Elsevier

Computers & Security

Volume 103, April 2021, 102199
Computers & Security

Privacy-preserving and communication-efficient federated learning in Internet of Things

https://doi.org/10.1016/j.cose.2021.102199Get rights and content

Abstract

Aimed at the privacy leakage caused by collecting data from numerous Internet of Things (IoT) devices for centralized training, a novel distributed learning framework, namely federated learning, came into being, where devices train models collaboratively while leaving their private datasets locally. Although many schemes have been proposed about federated learning, they are still short in communications and privacy due to the limited network bandwidth and advanced privacy attacks. To address these challenges, we develop PCFL, a privacy-preserving and communication-efficient scheme for federated learning in IoT. PCFL is composed of three key components: (1) gradient spatial sparsification where irrelevant local updates that deviate from the collaborative convergence tendency are prevented from being uploaded; (2) bidirectional compression where computation-less compression operators are used to quantize the gradients both at the device-side and server-side; and (3) privacy-preserving protocol which integrates secret sharing with lightweight homomorphic encryption to protect the data privacy and resist against various collusion scenarios. We analyze the correctness and privacy of our scheme, and carry out theoretical and experimental comparison on two real-world datasets. Results show that PCFL outperforms the state-of-the-art methods by more than 2× in terms of communication efficiency, along with high model accuracy and marginal decreases in convergence rate.

Introduction

With the development of edge computing and Internet-of-Things (IoT) technologies, smart devices embedded with sensors and high-performance computing chips are widely deployed at the edge of the network to collect tremendous data.
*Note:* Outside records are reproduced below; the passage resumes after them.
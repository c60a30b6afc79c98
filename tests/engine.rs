#![forbid(unsafe_code)]
use chrono::{Datelike, NaiveDate, Weekday};
use roulement::{
    merge_assignments, Assignment, AvailabilityEntry, Capability, EmploymentClass, NoHolidays,
    Provenance, Roster, ShiftWindow, StaffingPolicy, Scheduler, TargetMonth, Worker, WorkerId,
};
use std::collections::{BTreeMap, BTreeSet};

fn d(y: i32, m: u32, day: u32) -> NaiveDate {
    NaiveDate::from_ymd_opt(y, m, day).unwrap()
}

fn core(id: &str, capability: Capability, cap: u32) -> Worker {
    Worker::new(id, id, EmploymentClass::Core, capability).with_cap(cap)
}

fn flex(id: &str, capability: Capability, cap: u32) -> Worker {
    Worker::new(id, id, EmploymentClass::Flexible, capability).with_cap(cap)
}

fn scheduler(workers: Vec<Worker>) -> Scheduler {
    Scheduler::new(Roster::new(workers), StaffingPolicy::default())
        .unwrap()
        .with_holidays(NoHolidays)
}

/// Effectif suffisant pour couvrir février 2026 sans jour férié.
fn roomy_roster() -> Vec<Worker> {
    let mut workers: Vec<Worker> = (1..=4)
        .map(|i| core(&format!("C{i}"), Capability::Generalist, 25))
        .collect();
    workers.extend((1..=6).map(|i| flex(&format!("P{i}"), Capability::AllRound, 20)));
    workers
}

fn counts(assignments: &[Assignment]) -> BTreeMap<&WorkerId, u32> {
    let mut out = BTreeMap::new();
    for a in assignments {
        *out.entry(&a.worker).or_insert(0) += 1;
    }
    out
}

fn assert_no_double_booking(confirmed: &[Assignment], proposed: &[Assignment]) {
    let mut seen = BTreeSet::new();
    for a in confirmed.iter().chain(proposed) {
        assert!(seen.insert(a.key()), "double booking: {} {}", a.date, a.worker);
    }
}

#[test]
fn february_reaches_every_minimum_when_feasible() {
    let s = scheduler(roomy_roster());
    let proposal = s.propose(2026, 2, &[], &[]).unwrap();

    assert!(proposal.fully_covered(), "{:?}", proposal.shortfalls);
    assert_no_double_booking(&[], &proposal.assignments);

    let by_date = proposal.assignments.iter().fold(
        BTreeMap::<NaiveDate, Vec<&Assignment>>::new(),
        |mut acc, a| {
            acc.entry(a.date).or_default().push(a);
            acc
        },
    );
    for date in TargetMonth::new(2026, 2).unwrap().dates() {
        let today = &by_date[&date];
        let core_count = today
            .iter()
            .filter(|a| a.worker.as_str().starts_with('C'))
            .count();
        let weekend = matches!(date.weekday(), Weekday::Fri | Weekday::Sat | Weekday::Sun);
        assert_eq!(today.len(), if weekend { 6 } else { 5 }, "{date}");
        assert_eq!(core_count, if weekend { 3 } else { 2 }, "{date}");
    }

    for a in &proposal.assignments {
        assert_eq!(a.provenance, Provenance::Auto);
        assert_eq!(a.start, ShiftWindow::default().start);
    }
}

#[test]
fn february_small_roster_never_exceeds_caps() {
    let mut workers: Vec<Worker> = (1..=3)
        .map(|i| core(&format!("C{i}"), Capability::Generalist, 20))
        .collect();
    workers.extend((1..=5).map(|i| flex(&format!("P{i}"), Capability::AllRound, 15)));
    let s = scheduler(workers.clone());

    let proposal = s.propose(2026, 2, &[], &[]).unwrap();
    let counts = counts(&proposal.assignments);
    for w in &workers {
        let used = counts.get(&w.id).copied().unwrap_or(0);
        assert!(used <= w.monthly_cap, "{} over cap", w.id);
        // la demande du mois dépasse la capacité totale : tout le monde est au plafond
        assert_eq!(used, w.monthly_cap, "{} under-used", w.id);
    }
    assert!(!proposal.fully_covered());
    assert_no_double_booking(&[], &proposal.assignments);
}

#[test]
fn blocked_sole_cook_leaves_kitchen_short() {
    let workers = vec![
        core("S001", Capability::Chef, 25),
        core("S002", Capability::Generalist, 25),
        core("S003", Capability::Generalist, 25),
        flex("P001", Capability::HallOnly, 25),
        flex("P002", Capability::HallOnly, 25),
        flex("P003", Capability::HallOnly, 25),
    ];
    let s = scheduler(workers);
    let blocked_day = d(2025, 3, 10);
    let availability = vec![AvailabilityEntry::blocked(blocked_day, WorkerId::new("S001"))];

    let proposal = s.propose(2025, 3, &[], &availability).unwrap();

    assert!(!proposal
        .assignments
        .iter()
        .any(|a| a.date == blocked_day && a.worker.as_str() == "S001"));
    let short = proposal.shortfall_on(blocked_day).expect("shortfall reported");
    assert_eq!(short.missing_kitchen, 2);
    assert!(short.missing_total > 0);
}

#[test]
fn rerun_after_commit_proposes_nothing() {
    let s = scheduler(roomy_roster());
    let first = s.propose(2026, 2, &[], &[]).unwrap();
    assert!(!first.is_empty());

    let confirmed = merge_assignments(&[], &first.assignments);
    let second = s.propose(2026, 2, &confirmed, &[]).unwrap();
    assert!(second.is_empty());
    assert!(second.fully_covered());
}

#[test]
fn rerun_is_idempotent_even_when_stuck() {
    let workers = vec![
        core("S001", Capability::Chef, 10),
        core("S002", Capability::Generalist, 10),
        flex("P001", Capability::HallOnly, 8),
    ];
    let s = scheduler(workers);
    let availability = vec![AvailabilityEntry::blocked(d(2025, 3, 3), WorkerId::new("S002"))];
    let first = s.propose(2025, 3, &[], &availability).unwrap();
    assert!(!first.fully_covered());

    let second = s.propose(2025, 3, &first.assignments, &availability).unwrap();
    assert!(second.is_empty());
    assert_eq!(first.shortfalls, second.shortfalls);
}

#[test]
fn identical_inputs_give_identical_output() {
    let availability = vec![
        AvailabilityEntry::desired(d(2026, 2, 3), WorkerId::new("P4")),
        AvailabilityEntry::blocked(d(2026, 2, 4), WorkerId::new("C1")),
    ];
    let a = scheduler(roomy_roster()).propose(2026, 2, &[], &availability).unwrap();
    let b = scheduler(roomy_roster()).propose(2026, 2, &[], &availability).unwrap();
    assert_eq!(a, b);
}

#[test]
fn desired_worker_is_picked_first() {
    let s = scheduler(roomy_roster());
    let date = d(2026, 2, 10);
    let availability = vec![AvailabilityEntry::desired(date, WorkerId::new("P6"))];
    let proposal = s.propose(2026, 2, &[], &availability).unwrap();
    assert!(proposal
        .assignments
        .iter()
        .any(|a| a.date == date && a.worker.as_str() == "P6"));
}

#[test]
fn fixed_days_off_and_blocks_are_respected() {
    let mut workers = roomy_roster();
    workers[0] = workers[0].clone().with_days_off([Weekday::Mon, Weekday::Thu]);
    // les jours de repos d'un vacataire sont ignorés
    workers[4] = workers[4].clone().with_days_off([Weekday::Mon]);
    let s = scheduler(workers);

    let blocked: Vec<AvailabilityEntry> = (1..=28)
        .filter(|day| day % 3 == 0)
        .map(|day| AvailabilityEntry::blocked(d(2026, 2, day), WorkerId::new("P2")))
        .collect();
    let proposal = s.propose(2026, 2, &[], &blocked).unwrap();

    for a in &proposal.assignments {
        if a.worker.as_str() == "C1" {
            assert!(!matches!(a.date.weekday(), Weekday::Mon | Weekday::Thu));
        }
        if a.worker.as_str() == "P2" {
            assert_ne!(a.date.day() % 3, 0, "blocked date {}", a.date);
        }
    }
    assert!(proposal
        .assignments
        .iter()
        .any(|a| a.worker.as_str() == "P1" && a.date.weekday() == Weekday::Mon));
    assert!(s
        .audit(2026, 2, &proposal.assignments, &blocked)
        .unwrap()
        .is_empty());
}

#[test]
fn confirmed_assignments_are_kept_and_counted() {
    let mut workers = roomy_roster();
    workers[5] = workers[5].clone().with_cap(1);
    let s = scheduler(workers);
    let window = ShiftWindow::default();
    let confirmed = vec![
        Assignment::manual(d(2026, 2, 2), WorkerId::new("C1"), window),
        Assignment::manual(d(2026, 2, 5), WorkerId::new("P2"), window),
        // hors du mois : ignorée
        Assignment::manual(d(2026, 1, 31), WorkerId::new("P3"), window),
    ];

    let proposal = s.propose(2026, 2, &confirmed, &[]).unwrap();
    assert_no_double_booking(&confirmed[..2], &proposal.assignments);
    // P2 a déjà son unique service du mois
    assert!(!proposal.assignments.iter().any(|a| a.worker.as_str() == "P2"));
    let on_second: Vec<_> = proposal
        .assignments
        .iter()
        .filter(|a| a.date == d(2026, 2, 2))
        .collect();
    assert_eq!(on_second.len(), 4);
}

#[test]
fn unknown_workers_do_not_count() {
    let s = scheduler(roomy_roster());
    let ghost = vec![Assignment::manual(
        d(2026, 2, 2),
        WorkerId::new("retired"),
        ShiftWindow::default(),
    )];
    let with_ghost = s.assess(2026, 2, &ghost).unwrap();
    let without = s.assess(2026, 2, &[]).unwrap();
    assert_eq!(with_ghost, without);
    assert_eq!(without.len(), 28);
}

#[test]
fn weekday_holiday_gets_third_core_worker() {
    let s = scheduler(roomy_roster())
        .with_holidays(|date: NaiveDate| (date == d(2026, 2, 11)).then(|| "Foundation".to_string()));
    let proposal = s.propose(2026, 2, &[], &[]).unwrap();
    let core_on_holiday = proposal
        .assignments
        .iter()
        .filter(|a| a.date == d(2026, 2, 11) && a.worker.as_str().starts_with('C'))
        .count();
    assert_eq!(core_on_holiday, 3);
    let total_on_holiday = proposal
        .assignments
        .iter()
        .filter(|a| a.date == d(2026, 2, 11))
        .count();
    assert_eq!(total_on_holiday, 5);
}

#[test]
fn manager_covers_kitchen_only_with_relief() {
    // Sans cuisinier : le gérant compte en cuisine si un salarié généraliste est là.
    let workers = vec![
        core("S001", Capability::Management, 31),
        core("S003", Capability::Generalist, 31),
        flex("P001", Capability::KitchenOnly, 31),
        flex("P002", Capability::HallOnly, 31),
        flex("P003", Capability::HallOnly, 31),
        flex("P004", Capability::HallOnly, 31),
    ];
    let s = scheduler(workers);
    let proposal = s.propose(2025, 3, &[], &[]).unwrap();
    let monday = d(2025, 3, 10);
    let short = proposal.shortfall_on(monday);
    // gérant + généraliste + cuisinier + 2 salle = 5, cuisine = gérant + cuisinier
    assert!(short.is_none(), "{short:?}");

    let without_relief = vec![
        core("S001", Capability::Management, 31),
        core("S002", Capability::HallOnly, 31),
        flex("P001", Capability::KitchenOnly, 31),
        flex("P002", Capability::HallOnly, 31),
        flex("P003", Capability::HallOnly, 31),
    ];
    let s = scheduler(without_relief);
    let proposal = s.propose(2025, 3, &[], &[]).unwrap();
    assert_eq!(proposal.shortfall_on(monday).map(|s| s.missing_kitchen), Some(1));
}

#[test]
fn invalid_month_is_an_error() {
    let s = scheduler(roomy_roster());
    assert!(s.propose(2026, 13, &[], &[]).is_err());
    assert!(s.assess(2026, 0, &[]).is_err());
}

#[test]
fn premium_core_goes_to_fridays_before_weekends() {
    // 62 services de base pour 63 de capacité : un seul troisième salarié possible
    let workers: Vec<Worker> = (1..=3)
        .map(|i| core(&format!("C{i}"), Capability::Generalist, 21))
        .collect();
    let s = scheduler(workers);
    let proposal = s.propose(2025, 3, &[], &[]).unwrap();

    let mut per_date: BTreeMap<NaiveDate, usize> = BTreeMap::new();
    for a in &proposal.assignments {
        *per_date.entry(a.date).or_insert(0) += 1;
    }
    let with_three: Vec<NaiveDate> = per_date
        .iter()
        .filter(|(_, &n)| n == 3)
        .map(|(&date, _)| date)
        .collect();
    assert_eq!(with_three, vec![d(2025, 3, 7)]);
    assert_eq!(proposal.assignments.len(), 63);
}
Under the centralized learning framework, these data are required to be uploaded to the central server for training machine learning models, so as to provide various intelligent services such as health assessment, financial risk prediction, personalized recommendation, etc. However, the data are often sensitive in many scenarios (Liu et al., 2020). Unrestricted use of them may cause serious privacy leakage, further hindering the development of intelligent services. Aimed at the above problems, federated learning (FL) has emerged as a novel distributed learning framework and received widespread attention, where a group of IoT devices (clients) collaboratively learn a shared model by exchanging model updates under the coordination of the central server, but without exposing their training data.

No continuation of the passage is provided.